On April 18, 1914, the middle-aged bachelor married Anna Florence Portner (1888–1966), daughter of German beer brewer and inventor Robert Portner. They married at All Souls Unitarian Church in Washington, D.C., followed by a reception at the Pan American Union Building. His young namesake Henry D. Flood III died in 1920, the year of his birth, as had their daughter Anna Portner Flood in 1916. Their children Bolling Byrd Flood (1915–2000) and Eleanor Faulkner Flood Schoellkopf (1917–1975) survived their parents.

Career
Flood was admitted to the bar in 1886 and commenced practice in Appomattox, Virginia. He was elected Commonwealth's Attorney for Appomattox County in 1891, 1895, and 1899.

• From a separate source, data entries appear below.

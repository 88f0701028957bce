pub mod connection;
pub mod connection_pool;
pub mod manager;
pub mod sqlite;

pub use connection::PooledConnection;
pub use connection_pool::ConnectionPool;
pub use manager::ConnectionPoolManager;
pub use sqlite::SqliteConnectionFactory;
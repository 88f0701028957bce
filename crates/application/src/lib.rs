//! Quire Application Layer
//!
//! Ports consumed by the resource-management core. Adapters live in
//! `quire-infrastructure` or in the hosting application.
pub mod ports;
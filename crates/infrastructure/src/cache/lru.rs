use bytes::Bytes;
use compact_str::CompactString;
use quire_domain::CacheStats;
use rustc_hash::{FxBuildHasher, FxHashMap, FxHashSet};
use std::sync::atomic::{AtomicU64, Ordering as AtomicOrdering};
use std::sync::{Mutex, MutexGuard, PoisonError};
use std::time::{Duration, Instant};
use tracing::debug;

/// Shortest TTL an entry can be stored with. Zero TTLs are clamped up to it.
pub const MIN_TTL: Duration = Duration::from_secs(1);

/// Longest TTL an entry can be stored with.
pub const MAX_TTL: Duration = Duration::from_secs(365 * 24 * 60 * 60);

/// Bring a requested TTL into `[MIN_TTL, MAX_TTL]`.
pub fn clamp_ttl(ttl: Duration) -> Duration {
    ttl.clamp(MIN_TTL, MAX_TTL)
}

#[derive(Debug, Clone)]
pub struct CacheEntry {
    pub key: CompactString,
    pub value: Bytes,
    pub tags: FxHashSet<CompactString>,
    pub created_at: Instant,
    pub expires_at: Instant,
    pub last_accessed: Instant,
}

impl CacheEntry {
    #[inline]
    fn is_expired(&self, now: Instant) -> bool {
        now >= self.expires_at
    }
}

struct LruState {
    entries: lru::LruCache<CompactString, CacheEntry, FxBuildHasher>,
    tag_index: FxHashMap<CompactString, FxHashSet<CompactString>>,
}

impl LruState {
    fn unindex(&mut self, entry: &CacheEntry) {
        for tag in &entry.tags {
            if let Some(keys) = self.tag_index.get_mut(tag) {
                keys.remove(&entry.key);
                if keys.is_empty() {
                    self.tag_index.remove(tag);
                }
            }
        }
    }

    fn remove(&mut self, key: &str) -> Option<CacheEntry> {
        let entry = self.entries.pop(key)?;
        self.unindex(&entry);
        Some(entry)
    }
}

/// In-process tier: capacity-bounded, TTL-aware, tag-indexed.
///
/// One coarse mutex guards the entry map and the tag index together so the
/// index never points at a key the map no longer holds.
pub struct LruCache {
    state: Mutex<LruState>,
    max_size: usize,
    default_ttl: Duration,
    hits: AtomicU64,
    misses: AtomicU64,
    evictions: AtomicU64,
    expirations: AtomicU64,
}

impl LruCache {
    pub fn new(max_size: usize, default_ttl: Duration) -> Self {
        Self {
            state: Mutex::new(LruState {
                entries: lru::LruCache::unbounded_with_hasher(FxBuildHasher),
                tag_index: FxHashMap::default(),
            }),
            max_size: max_size.max(1),
            default_ttl: clamp_ttl(default_ttl),
            hits: AtomicU64::new(0),
            misses: AtomicU64::new(0),
            evictions: AtomicU64::new(0),
            expirations: AtomicU64::new(0),
        }
    }

    fn lock(&self) -> MutexGuard<'_, LruState> {
        self.state.lock().unwrap_or_else(PoisonError::into_inner)
    }

    pub fn default_ttl(&self) -> Duration {
        self.default_ttl
    }

    pub fn get(&self, key: &str) -> Option<Bytes> {
        let now = Instant::now();
        let mut state = self.lock();

        let expired = match state.entries.get_mut(key) {
            Some(entry) if !entry.is_expired(now) => {
                entry.last_accessed = now;
                self.hits.fetch_add(1, AtomicOrdering::Relaxed);
                return Some(entry.value.clone());
            }
            Some(_) => true,
            None => false,
        };

        if expired {
            state.remove(key);
            self.expirations.fetch_add(1, AtomicOrdering::Relaxed);
        }
        self.misses.fetch_add(1, AtomicOrdering::Relaxed);
        None
    }

    /// Time left before `key` expires, without touching its recency.
    pub fn remaining_ttl(&self, key: &str) -> Option<Duration> {
        let now = Instant::now();
        let state = self.lock();
        state
            .entries
            .peek(key)
            .filter(|entry| !entry.is_expired(now))
            .map(|entry| entry.expires_at.saturating_duration_since(now))
    }

    pub fn set(&self, key: &str, value: Bytes, ttl: Option<Duration>, tags: &[&str]) {
        let ttl = clamp_ttl(ttl.unwrap_or(self.default_ttl));
        let now = Instant::now();
        let expires_at = now.checked_add(ttl).unwrap_or(now);
        let key = CompactString::from(key);
        let entry = CacheEntry {
            key: key.clone(),
            value,
            tags: tags.iter().map(|t| CompactString::from(*t)).collect(),
            created_at: now,
            expires_at,
            last_accessed: now,
        };

        let mut state = self.lock();

        // Replacing a key is not an eviction; drop its old tags first.
        if let Some(previous) = state.entries.pop(&key) {
            state.unindex(&previous);
        }

        if state.entries.len() >= self.max_size {
            if let Some((evicted_key, evicted)) = state.entries.pop_lru() {
                state.unindex(&evicted);
                self.evictions.fetch_add(1, AtomicOrdering::Relaxed);
                debug!(key = %evicted_key, "Evicted least recently used entry");
            }
        }

        for tag in &entry.tags {
            state
                .tag_index
                .entry(tag.clone())
                .or_default()
                .insert(key.clone());
        }
        state.entries.put(key, entry);
    }

    pub fn delete(&self, key: &str) -> bool {
        self.lock().remove(key).is_some()
    }

    /// Remove every entry carrying at least one of `tags`. Returns how many were removed.
    pub fn delete_by_tags(&self, tags: &[&str]) -> usize {
        let mut state = self.lock();

        let keys: FxHashSet<CompactString> = tags
            .iter()
            .filter_map(|tag| state.tag_index.get(*tag))
            .flat_map(|keys| keys.iter().cloned())
            .collect();

        let removed = keys
            .iter()
            .filter(|key| state.remove(key).is_some())
            .count();

        debug!(tags = ?tags, removed, "Deleted entries by tag");
        removed
    }

    pub fn clear(&self) {
        let mut state = self.lock();
        state.entries.clear();
        state.tag_index.clear();
    }

    /// Drop every expired entry. Returns how many were removed.
    pub fn cleanup_expired(&self) -> usize {
        let now = Instant::now();
        let mut state = self.lock();

        let expired: Vec<CompactString> = state
            .entries
            .iter()
            .filter(|(_, entry)| entry.is_expired(now))
            .map(|(key, _)| key.clone())
            .collect();

        for key in &expired {
            state.remove(key);
        }

        let removed = expired.len();
        self.expirations
            .fetch_add(removed as u64, AtomicOrdering::Relaxed);
        removed
    }

    pub fn len(&self) -> usize {
        self.lock().entries.len()
    }

    pub fn is_empty(&self) -> bool {
        self.len() == 0
    }

    pub fn stats(&self) -> CacheStats {
        let hits = self.hits.load(AtomicOrdering::Relaxed);
        let misses = self.misses.load(AtomicOrdering::Relaxed);
        CacheStats {
            hits,
            misses,
            hit_rate: CacheStats::hit_rate_of(hits, misses),
            size: self.len(),
            max_size: self.max_size,
            evictions: self.evictions.load(AtomicOrdering::Relaxed),
            expirations: self.expirations.load(AtomicOrdering::Relaxed),
        }
    }
}
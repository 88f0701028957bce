pub mod cache;
pub mod layer;
pub mod pool;
pub mod rate_limit;
pub mod routing;

pub use layer::{LayerStats, ReadOutcome, ReadRequest, RequestContext, ResourceLayer, WriteOutcome};
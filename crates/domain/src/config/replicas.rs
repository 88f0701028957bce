use crate::ReplicaInfo;
use serde::{Deserialize, Serialize};

/// One configured read replica
#[derive(Debug, Clone, Deserialize, Serialize)]
pub struct ReplicaEndpoint {
    pub host: String,

    pub port: u16,

    /// Informational weight reported in replica status (default: 1)
    #[serde(default = "default_weight")]
    pub weight: u32,
}

impl ReplicaEndpoint {
    pub fn to_info(&self) -> ReplicaInfo {
        ReplicaInfo::new(self.host.clone(), self.port).with_weight(self.weight)
    }
}

/// Primary and replica topology used by the workload isolator
#[derive(Debug, Clone, Deserialize, Serialize)]
pub struct ReplicaConfig {
    #[serde(default = "default_primary_host")]
    pub primary_host: String,

    #[serde(default = "default_primary_port")]
    pub primary_port: u16,

    /// Replicas lagging more than this many seconds are skipped (default: 5.0)
    #[serde(default = "default_max_replica_lag")]
    pub max_replica_lag: f64,

    /// Replicas in preference order; ties on lag resolve to the earlier entry
    #[serde(default)]
    pub servers: Vec<ReplicaEndpoint>,
}

impl Default for ReplicaConfig {
    fn default() -> Self {
        Self {
            primary_host: default_primary_host(),
            primary_port: default_primary_port(),
            max_replica_lag: default_max_replica_lag(),
            servers: Vec::new(),
        }
    }
}

fn default_weight() -> u32 {
    1
}

fn default_primary_host() -> String {
    "127.0.0.1".to_string()
}

fn default_primary_port() -> u16 {
    5432
}

fn default_max_replica_lag() -> f64 {
    5.0
}
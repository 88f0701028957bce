use crate::ClientType;
use serde::{Deserialize, Serialize};
use std::collections::BTreeMap;
use std::time::Duration;

/// Per-client-type sliding window quotas
#[derive(Debug, Clone, Deserialize, Serialize)]
pub struct RateLimitConfig {
    /// Window width in seconds (default: 60)
    #[serde(default = "default_window")]
    pub window_seconds: u64,

    /// Quota for client types missing from `limits` (default: 60)
    #[serde(default = "default_limit")]
    pub default_limit: u32,

    /// Requests per window keyed by client type name
    /// (default: web=100, mobile=150, mobile-ios=150, mobile-android=150)
    #[serde(default = "default_limits")]
    pub limits: BTreeMap<String, u32>,
}

impl RateLimitConfig {
    pub fn window(&self) -> Duration {
        Duration::from_secs(self.window_seconds)
    }

    pub fn limit_for(&self, client_type: &ClientType) -> u32 {
        self.limits
            .get(client_type.as_str())
            .copied()
            .unwrap_or(self.default_limit)
    }
}

impl Default for RateLimitConfig {
    fn default() -> Self {
        Self {
            window_seconds: default_window(),
            default_limit: default_limit(),
            limits: default_limits(),
        }
    }
}

fn default_window() -> u64 {
    60
}

fn default_limit() -> u32 {
    60
}

fn default_limits() -> BTreeMap<String, u32> {
    BTreeMap::from([
        ("web".to_string(), 100),
        ("mobile".to_string(), 150),
        ("mobile-ios".to_string(), 150),
        ("mobile-android".to_string(), 150),
    ])
}
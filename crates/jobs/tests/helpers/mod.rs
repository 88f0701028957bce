#![allow(dead_code)]


pub use mock_ports::*;
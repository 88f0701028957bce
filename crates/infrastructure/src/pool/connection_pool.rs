use super::connection::{Lease, PooledConnection};
use quire_application::ports::ConnectionFactory;
use quire_domain::config::PoolConfig;
use quire_domain::{DomainError, PoolStats, PoolType};
use rustc_hash::FxHashSet;
use std::collections::VecDeque;
use std::sync::atomic::{AtomicU64, Ordering as AtomicOrdering};
use std::sync::{Arc, Mutex, MutexGuard, PoisonError};
use std::time::Duration;
use tokio::sync::{OwnedSemaphorePermit, Semaphore, TryAcquireError};
use tokio::time::{timeout_at, Instant};
use tracing::{debug, info, warn};

/// Upper bound for a deadline when the caller passes an absurd timeout.
const FAR_FUTURE: Duration = Duration::from_secs(86_400 * 365);

struct PoolState<C> {
    /// Oldest release at the front, most recently used at the back.
    idle: VecDeque<PooledConnection<C>>,
    active: FxHashSet<u64>,
    /// Connections the factory is opening right now.
    opening: usize,
    closed: bool,
}

impl<C> PoolState<C> {
    fn total(&self) -> usize {
        self.idle.len() + self.active.len() + self.opening
    }
}

/// The part of a pool that checked-out connections point back to.
pub(crate) struct PoolShared<C> {
    pool_type: PoolType,
    state: Mutex<PoolState<C>>,
}

impl<C> PoolShared<C> {
    fn lock(&self) -> MutexGuard<'_, PoolState<C>> {
        self.state.lock().unwrap_or_else(PoisonError::into_inner)
    }

    pub(crate) fn pool_type(&self) -> PoolType {
        self.pool_type
    }

    /// Drop `id` from the active set. Returns whether it was there.
    pub(crate) fn forget_active(&self, id: u64) -> bool {
        self.lock().active.remove(&id)
    }
}

/// Counts one in-flight factory call. Dropping it armed (error or
/// cancellation) gives the reservation back.
struct OpeningSlot<'a, C> {
    shared: &'a PoolShared<C>,
    armed: bool,
}

impl<'a, C> OpeningSlot<'a, C> {
    fn reserve(shared: &'a PoolShared<C>, state: &mut PoolState<C>) -> Self {
        state.opening += 1;
        Self {
            shared,
            armed: true,
        }
    }

    fn complete(mut self, state: &mut PoolState<C>) {
        state.opening = state.opening.saturating_sub(1);
        self.armed = false;
    }
}

impl<C> Drop for OpeningSlot<'_, C> {
    fn drop(&mut self) {
        if self.armed {
            let mut state = self.shared.lock();
            state.opening = state.opening.saturating_sub(1);
        }
    }
}

enum Release<C> {
    Pooled,
    Close(PooledConnection<C>),
    Unknown(PooledConnection<C>),
}

/// Bounded pool of connections produced by one [`ConnectionFactory`].
///
/// The semaphore holds one permit per slot that is not checked out or being
/// opened. A checked-out connection owns its permit through its lease, so a
/// connection dropped without release still returns the slot. The mutex
/// guards the idle/active partition and is never held across an await.
pub struct ConnectionPool<F: ConnectionFactory> {
    shared: Arc<PoolShared<F::Connection>>,
    factory: F,
    min_connections: usize,
    max_connections: usize,
    permits: Arc<Semaphore>,
    connection_errors: AtomicU64,
}

impl<F: ConnectionFactory> ConnectionPool<F> {
    pub fn new(pool_type: PoolType, config: &PoolConfig, factory: F) -> Self {
        let max_connections = config.max_connections.max(1);
        Self {
            shared: Arc::new(PoolShared {
                pool_type,
                state: Mutex::new(PoolState {
                    idle: VecDeque::with_capacity(max_connections),
                    active: FxHashSet::default(),
                    opening: 0,
                    closed: false,
                }),
            }),
            factory,
            min_connections: config.min_connections.min(max_connections),
            max_connections,
            permits: Arc::new(Semaphore::new(max_connections)),
            connection_errors: AtomicU64::new(0),
        }
    }

    fn lock(&self) -> MutexGuard<'_, PoolState<F::Connection>> {
        self.shared.lock()
    }

    pub fn pool_type(&self) -> PoolType {
        self.shared.pool_type
    }

    pub fn factory(&self) -> &F {
        &self.factory
    }

    fn lease(&self, id: u64, permit: OwnedSemaphorePermit) -> Lease<F::Connection> {
        Lease::new(id, Arc::downgrade(&self.shared), permit)
    }

    fn exhausted(&self, timeout: Duration) -> DomainError {
        let waited_ms = timeout.as_millis() as u64;
        warn!(pool = %self.pool_type(), waited_ms, "Connection pool exhausted");
        DomainError::PoolExhausted {
            pool: self.pool_type(),
            waited_ms,
        }
    }

    async fn connect(&self) -> Result<F::Connection, DomainError> {
        self.factory.connect().await.map_err(|e| {
            self.connection_errors.fetch_add(1, AtomicOrdering::Relaxed);
            warn!(pool = %self.pool_type(), error = %e, "Failed to open connection");
            match e {
                DomainError::ConnectionFactory(_) => e,
                other => DomainError::ConnectionFactory(other.to_string()),
            }
        })
    }

    /// Open connections until `min_connections` exist. Returns how many were created.
    ///
    /// Each open holds a permit, so prewarm and concurrent acquirers together
    /// never exceed `max_connections`. Stops early when every slot is taken.
    pub async fn prewarm(&self) -> Result<usize, DomainError> {
        let mut created = 0;
        loop {
            let permit = match Arc::clone(&self.permits).try_acquire_owned() {
                Ok(permit) => permit,
                Err(TryAcquireError::Closed) => return Err(DomainError::PoolClosed(self.pool_type())),
                Err(TryAcquireError::NoPermits) => break,
            };

            let opening = {
                let mut state = self.lock();
                if state.closed {
                    return Err(DomainError::PoolClosed(self.pool_type()));
                }
                if state.total() >= self.min_connections {
                    break;
                }
                OpeningSlot::reserve(&self.shared, &mut state)
            };

            let conn = PooledConnection::new(self.pool_type(), self.connect().await?);
            let surplus = {
                let mut state = self.lock();
                opening.complete(&mut state);
                if state.closed {
                    Some(conn)
                } else {
                    state.idle.push_back(conn);
                    None
                }
            };
            drop(permit);

            if let Some(conn) = surplus {
                self.factory.close(conn.into_handle()).await;
                break;
            }
            created += 1;
        }

        info!(pool = %self.pool_type(), created, min = self.min_connections, "Connection pool prewarmed");
        Ok(created)
    }

    /// Check out a connection. `timeout` bounds the whole call: waiting for a
    /// slot and opening a new connection share one deadline.
    pub async fn get_connection(
        &self,
        timeout: Duration,
    ) -> Result<PooledConnection<F::Connection>, DomainError> {
        let start = Instant::now();
        let deadline = start
            .checked_add(timeout)
            .unwrap_or_else(|| start + FAR_FUTURE);

        let permit = match timeout_at(deadline, Arc::clone(&self.permits).acquire_owned()).await {
            Ok(Ok(permit)) => permit,
            Ok(Err(_)) => return Err(DomainError::PoolClosed(self.pool_type())),
            Err(_) => return Err(self.exhausted(timeout)),
        };

        let opening = {
            let mut state = self.lock();
            if state.closed {
                return Err(DomainError::PoolClosed(self.pool_type()));
            }
            if let Some(mut conn) = state.idle.pop_back() {
                conn.mark_active();
                state.active.insert(conn.id());
                conn.attach_lease(self.lease(conn.id(), permit));
                debug!(pool = %self.pool_type(), id = conn.id(), "Reused idle connection");
                return Ok(conn);
            }
            OpeningSlot::reserve(&self.shared, &mut state)
        };

        // On error or timeout the permit and the reservation drop here.
        let handle = match timeout_at(deadline, self.connect()).await {
            Ok(result) => result?,
            Err(_) => return Err(self.exhausted(timeout)),
        };
        let mut conn = PooledConnection::new(self.pool_type(), handle);

        let closed = {
            let mut state = self.lock();
            opening.complete(&mut state);
            if !state.closed {
                conn.mark_active();
                state.active.insert(conn.id());
            }
            state.closed
        };

        if closed {
            self.factory.close(conn.into_handle()).await;
            return Err(DomainError::PoolClosed(self.pool_type()));
        }

        conn.attach_lease(self.lease(conn.id(), permit));
        debug!(pool = %self.pool_type(), id = conn.id(), "Opened new connection");
        Ok(conn)
    }

    /// Return a checked-out connection. Connections this pool does not hold
    /// as active are closed and rejected.
    pub async fn release_connection(
        &self,
        conn: PooledConnection<F::Connection>,
    ) -> Result<(), DomainError> {
        let mut conn = conn;
        let lease = conn.take_lease();
        let release = {
            let mut state = self.lock();
            if conn.pool_type() != self.pool_type() || !state.active.remove(&conn.id()) {
                Release::Unknown(conn)
            } else if state.closed {
                Release::Close(conn)
            } else {
                conn.mark_idle();
                state.idle.push_back(conn);
                Release::Pooled
            }
        };
        // Hands the permit back once the connection is idle again.
        drop(lease);

        match release {
            Release::Pooled => Ok(()),
            Release::Close(conn) => {
                self.factory.close(conn.into_handle()).await;
                Ok(())
            }
            Release::Unknown(conn) => {
                let id = conn.id();
                warn!(
                    pool = %self.pool_type(),
                    id,
                    owner = %conn.pool_type(),
                    "Rejected release of connection not checked out from this pool"
                );
                self.factory.close(conn.into_handle()).await;
                Err(DomainError::UnknownConnection(id))
            }
        }
    }

    /// Close idle connections unused for at least `idle_timeout`, oldest first,
    /// keeping `min_connections` alive. Returns how many were closed.
    pub async fn close_idle_connections(&self, idle_timeout: Duration) -> usize {
        let victims: Vec<PooledConnection<F::Connection>> = {
            let mut state = self.lock();
            let now = Instant::now();
            let mut budget = state.total().saturating_sub(self.min_connections);
            let mut victims = Vec::new();

            while budget > 0
                && state
                    .idle
                    .front()
                    .is_some_and(|conn| conn.idle_for(now) >= idle_timeout)
            {
                let Some(conn) = state.idle.pop_front() else {
                    break;
                };
                victims.push(conn);
                budget -= 1;
            }
            victims
        };

        let closed = victims.len();
        for conn in victims {
            self.factory.close(conn.into_handle()).await;
        }

        if closed > 0 {
            info!(pool = %self.pool_type(), closed, "Closed idle connections");
        }
        closed
    }

    pub fn stats(&self) -> PoolStats {
        let state = self.lock();
        PoolStats::new(
            self.pool_type(),
            state.idle.len(),
            state.active.len(),
            self.max_connections,
            self.connection_errors.load(AtomicOrdering::Relaxed),
        )
    }

    /// Refuse further checkouts and close every idle connection. Active
    /// connections are closed as they come back.
    pub async fn close_all(&self) {
        self.permits.close();
        let idle: Vec<PooledConnection<F::Connection>> = {
            let mut state = self.lock();
            state.closed = true;
            state.idle.drain(..).collect()
        };

        let closed = idle.len();
        for conn in idle {
            self.factory.close(conn.into_handle()).await;
        }
        info!(pool = %self.pool_type(), closed, "Connection pool closed");
    }

    pub fn is_closed(&self) -> bool {
        self.lock().closed
    }
}
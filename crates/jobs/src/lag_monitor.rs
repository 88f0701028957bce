use quire_application::ports::ReplicaMonitor;
use std::sync::Arc;
use std::time::Duration;
use tokio::task::JoinHandle;
use tokio_util::sync::CancellationToken;
use tracing::{debug, info, warn};

/// Periodically re-measures replica lag so routing sees fresh values.
pub struct ReplicaLagMonitorJob {
    monitor: Arc<dyn ReplicaMonitor>,
    interval_secs: u64,
    shutdown: CancellationToken,
}

impl ReplicaLagMonitorJob {
    pub fn new(monitor: Arc<dyn ReplicaMonitor>) -> Self {
        Self {
            monitor,
            interval_secs: 10,
            shutdown: CancellationToken::new(),
        }
    }

    pub fn with_interval(mut self, interval_secs: u64) -> Self {
        self.interval_secs = interval_secs;
        self
    }

    pub fn with_cancellation(mut self, token: CancellationToken) -> Self {
        self.shutdown = token;
        self
    }

    pub async fn start(self: Arc<Self>) -> JoinHandle<()> {
        info!(
            interval_secs = self.interval_secs,
            "Starting replica lag monitor job"
        );

        tokio::spawn(async move {
            let mut interval = tokio::time::interval(Duration::from_secs(self.interval_secs));
            loop {
                tokio::select! {
                    _ = self.shutdown.cancelled() => {
                        info!("ReplicaLagMonitorJob: shutting down");
                        break;
                    }
                    _ = interval.tick() => {
                        let summary = self.monitor.refresh_replica_lags().await;
                        if summary.unreachable > 0 {
                            warn!(
                                checked = summary.checked,
                                unreachable = summary.unreachable,
                                "Some replicas could not report lag"
                            );
                        } else {
                            debug!(checked = summary.checked, "Replica lags refreshed");
                        }
                    }
                }
            }
        })
    }
}
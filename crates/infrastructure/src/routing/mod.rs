pub mod classifier;
pub mod isolator;

pub use classifier::classify;
pub use isolator::WorkloadIsolator;
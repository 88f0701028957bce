use serde::{Deserialize, Serialize};
use std::fmt;

/// Which pool a connection belongs to.
#[derive(Debug, Clone, Copy, PartialEq, Eq, Hash, Serialize, Deserialize)]
#[serde(rename_all = "lowercase")]
pub enum PoolType {
    Read,
    Write,
    Generic,
}

impl PoolType {
    pub fn as_str(&self) -> &'static str {
        match self {
            Self::Read => "read",
            Self::Write => "write",
            Self::Generic => "generic",
        }
    }
}

impl fmt::Display for PoolType {
    fn fmt(&self, f: &mut fmt::Formatter<'_>) -> fmt::Result {
        f.write_str(self.as_str())
    }
}

/// Point-in-time view of a single pool. Recomputed on every call.
#[derive(Debug, Clone, PartialEq, Serialize, Deserialize)]
pub struct PoolStats {
    pub pool_type: PoolType,
    pub total_connections: usize,
    pub idle_connections: usize,
    pub active_connections: usize,
    pub max_connections: usize,
    pub utilization_percent: f64,
    pub connection_errors: u64,
}

impl PoolStats {
    pub fn new(
        pool_type: PoolType,
        idle: usize,
        active: usize,
        max: usize,
        connection_errors: u64,
    ) -> Self {
        let utilization_percent = if max == 0 {
            0.0
        } else {
            (active as f64 / max as f64 * 100.0).clamp(0.0, 100.0)
        };
        Self {
            pool_type,
            total_connections: idle + active,
            idle_connections: idle,
            active_connections: active,
            max_connections: max,
            utilization_percent,
            connection_errors,
        }
    }
}

/// Stats for both pools owned by the pool manager.
#[derive(Debug, Clone, PartialEq, Serialize, Deserialize)]
pub struct PoolManagerStats {
    pub read: PoolStats,
    pub write: PoolStats,
}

Voters also elected Flood as Appomattox County's delegate to the Virginia House of Delegates from 1887 to 1891 (a part-time position). He served as member of the Senate of Virginia from 1891 to 1903. He was a delegate to the Virginia Constitutional Convention of 1901. He was an unsuccessful candidate for election to the Fifty-fifth Congress.

Flood was elected as a Democrat to the Fifty-seventh and to the ten succeeding Congresses and served until his death (March 4, 1901 – December 8, 1921). In his first term, he proposed creation of what ultimately became Shenandoah National Park more than a decade after his death, due to the efforts of his nephew Harry F. Byrd, who became one of Virginia's U.S. Senators in 1933.

Flood served as chair of the Committee on Foreign Affairs (Sixty-second through Sixty-fifth Congresses), Committee on Territories (Sixty-second Congress).

In 1911, he was responsible for the Flood amendment to the enabling act for New Mexico statehood, which provided for a simple majority to ratify amendments to the New Mexico Constitution. In 1917, he helped to bring the United States into World War I as the author of the resolutions declaring a state of war to exist between the United States and Germany and Austria-Hungary.

Death and legacy
Henry died on December 8, 1921, in Washington, D.C.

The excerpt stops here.